OpenAI launches three specialized voice models
OpenAI released GPT-Realtime-2, GPT-Realtime-Translate, and GPT-Realtime-Whisper through its Realtime API. GPT-Realtime-2 adds reasoning capabilities to voice interactions, scoring 15.2% higher on Big Bench Audio compared to GPT-Realtime-1.5 (per OpenAI benchmarks). The model can now handle parallel tool calls while maintaining conversation flow and supports adjustable reasoning levels from minimal to extra-high.
GPT-Realtime-Translate handles live speech translation across 70+ input languages into 13 output languages, maintaining conversation pace. GPT-Realtime-Whisper provides streaming speech-to-text transcription as speakers talk, rather than waiting for complete utterances.
Zillow reported a 26-point improvement in call success rates during testing (95% vs 69% after prompt optimization). The models include safety guardrails with active classifiers monitoring sessions for policy violations.
Voice agents can now reason while talking
Previous voice models handled simple back-and-forth but broke down during complex, multi-step requests. GPT-Realtime-2 addresses this by maintaining context through tool calls and interruptions while providing transparency about what it's doing through preambles like "let me check that."

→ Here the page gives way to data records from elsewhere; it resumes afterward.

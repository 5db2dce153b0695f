//! Institution-specific guidance.
//!
//! For each institution type a document touches, combine the document's
//! impact level with any differentiated-impact scores into a bounded
//! relevance score, then gather the sources' guidance text, exemptions,
//! and action items aimed at that type.

use std::collections::{BTreeMap, BTreeSet};

use serde::Serialize;
use serde_json::Value;
use tracing::debug;

use crate::config::AggregationConfig;
use crate::dedup::merge_action_items;
use crate::document::{ImpactLevel, PolicyDocument};
use crate::reference::{ActionItem, ExtractedSource};

pub const MIN_RELEVANCE: u8 = 1;
pub const MAX_RELEVANCE: u8 = 10;

/// Guidance targeted at one institution type.
#[derive(Debug, Clone, Default, PartialEq, Serialize)]
pub struct InstitutionGuidance {
    pub relevance_score: u8,
    pub action_items: Vec<ActionItem>,
    pub exemptions: Vec<String>,
    /// Source code → that source's guidance text.
    pub source_considerations: BTreeMap<String, String>,
}

/// Relevance of a document to one institution type, in `[1, 10]`.
///
/// The impact level's base score plus the mean of `scores`, rounded.
/// Non-finite scores are ignored.
pub fn relevance_score(level: ImpactLevel, scores: &[f64]) -> u8 {
    let finite: Vec<f64> = scores.iter().copied().filter(|s| s.is_finite()).collect();
    let mean = if finite.is_empty() {
        0.0
    } else {
        finite.iter().sum::<f64>() / finite.len() as f64
    };
    let score = (level.base_score() + mean).round();
    score.clamp(MIN_RELEVANCE as f64, MAX_RELEVANCE as f64) as u8
}

/// Numeric impact scores recorded for one institution type.
///
/// Accepts a bare number, an array, or an object; only numbers directly
/// inside an array or object count.
pub fn impact_scores(value: &Value) -> Vec<f64> {
    match value {
        Value::Number(n) => n.as_f64().into_iter().collect(),
        Value::Array(items) => items.iter().filter_map(Value::as_f64).collect(),
        Value::Object(fields) => fields.values().filter_map(Value::as_f64).collect(),
        _ => Vec::new(),
    }
}

fn same_institution(a: &str, b: &str) -> bool {
    a.trim().eq_ignore_ascii_case(b.trim())
}

/// Builds [`InstitutionGuidance`] per institution type for one document.
pub struct InstitutionGuidanceGenerator<'a> {
    config: &'a AggregationConfig,
}

impl<'a> InstitutionGuidanceGenerator<'a> {
    pub fn new(config: &'a AggregationConfig) -> Self {
        Self { config }
    }

    /// Institution types to produce guidance for: every differentiated-impact
    /// key plus every type a source wrote guidance for.
    fn institution_types(
        document: &PolicyDocument,
        sources: &[ExtractedSource],
    ) -> BTreeSet<String> {
        let mut types: BTreeSet<String> = BTreeSet::new();
        let mut add = |name: &str| {
            let name = name.trim();
            if !name.is_empty() && !types.iter().any(|t| same_institution(t, name)) {
                types.insert(name.to_string());
            }
        };
        for name in document.differentiated_impact.keys() {
            add(name);
        }
        for reference in sources.iter().flat_map(|s| &s.references) {
            for name in reference.institution_guidance.keys() {
                add(name);
            }
        }
        types
    }

    pub fn generate(
        &self,
        document: &PolicyDocument,
        sources: &[ExtractedSource],
    ) -> BTreeMap<String, InstitutionGuidance> {
        let level = document.impact_level();
        Self::institution_types(document, sources)
            .into_iter()
            .map(|inst| {
                let guidance = self.guidance_for(&inst, level, document, sources);
                debug!(
                    institution = %inst,
                    relevance = guidance.relevance_score,
                    actions = guidance.action_items.len(),
                    "built institution guidance"
                );
                (inst, guidance)
            })
            .collect()
    }

    fn guidance_for(
        &self,
        inst: &str,
        level: ImpactLevel,
        document: &PolicyDocument,
        sources: &[ExtractedSource],
    ) -> InstitutionGuidance {
        let scores: Vec<f64> = document
            .differentiated_impact
            .iter()
            .filter(|(name, _)| same_institution(name, inst))
            .flat_map(|(_, value)| impact_scores(value))
            .collect();

        let mut considerations: BTreeMap<String, String> = BTreeMap::new();
        let mut exemptions = Vec::new();
        let mut pending = Vec::new();

        for source in sources {
            for reference in &source.references {
                for (name, text) in &reference.institution_guidance {
                    if !same_institution(name, inst) {
                        continue;
                    }
                    let entry = considerations.entry(source.code().to_string()).or_default();
                    if entry.is_empty() {
                        entry.push_str(text);
                    } else if !entry.split("\n\n").any(|piece| piece == text.as_str()) {
                        entry.push_str("\n\n");
                        entry.push_str(text);
                    }
                }

                if reference.exemptions.iter().any(|e| same_institution(e, inst)) {
                    let basis = if reference.title.is_empty() {
                        source.source.name.as_str()
                    } else {
                        reference.title.as_str()
                    };
                    exemptions.push(format!("Exempt per {basis} ({})", source.code()));
                }

                pending.extend(
                    reference
                        .action_items
                        .iter()
                        .filter(|item| match &item.institution_type {
                            Some(t) => same_institution(t, inst),
                            None => true,
                        })
                        .cloned(),
                );
            }
        }

        InstitutionGuidance {
            relevance_score: relevance_score(level, &scores),
            action_items: merge_action_items(pending, &self.config.attribution_separator),
            exemptions,
            source_considerations: considerations,
        }
    }
}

The context window expansion from 32K to 128K tokens enables longer conversations without losing track of earlier requests. This matters for enterprise use cases where voice agents need to handle complex workflows rather than just answer questions.
Live translation removes the delay that made cross-language voice interactions feel stilted. BolnaAI reported 12.5% lower word error rates across Hindi, Tamil, and Telugu compared to other models they tested (company-reported).
Production voice apps become viable
GPT-Realtime-2 costs $32 per million audio input tokens and $64 per million output tokens, with cached input at $0.40 per million tokens. GPT-Realtime-Translate runs $0.034 per minute, while GPT-Realtime-Whisper costs $0.017 per minute.
The models support three emerging patterns: voice-to-action for task completion, systems-to-voice for proactive guidance, and voice-to-voice for cross-language conversations. Companies like Priceline are building end-to-end travel management through voice interactions.
Developers must disclose AI interaction to users unless obvious from context. The Agents SDK allows custom safety guardrails beyond OpenAI's built-in protections. All three models are available immediately through the Realtime API.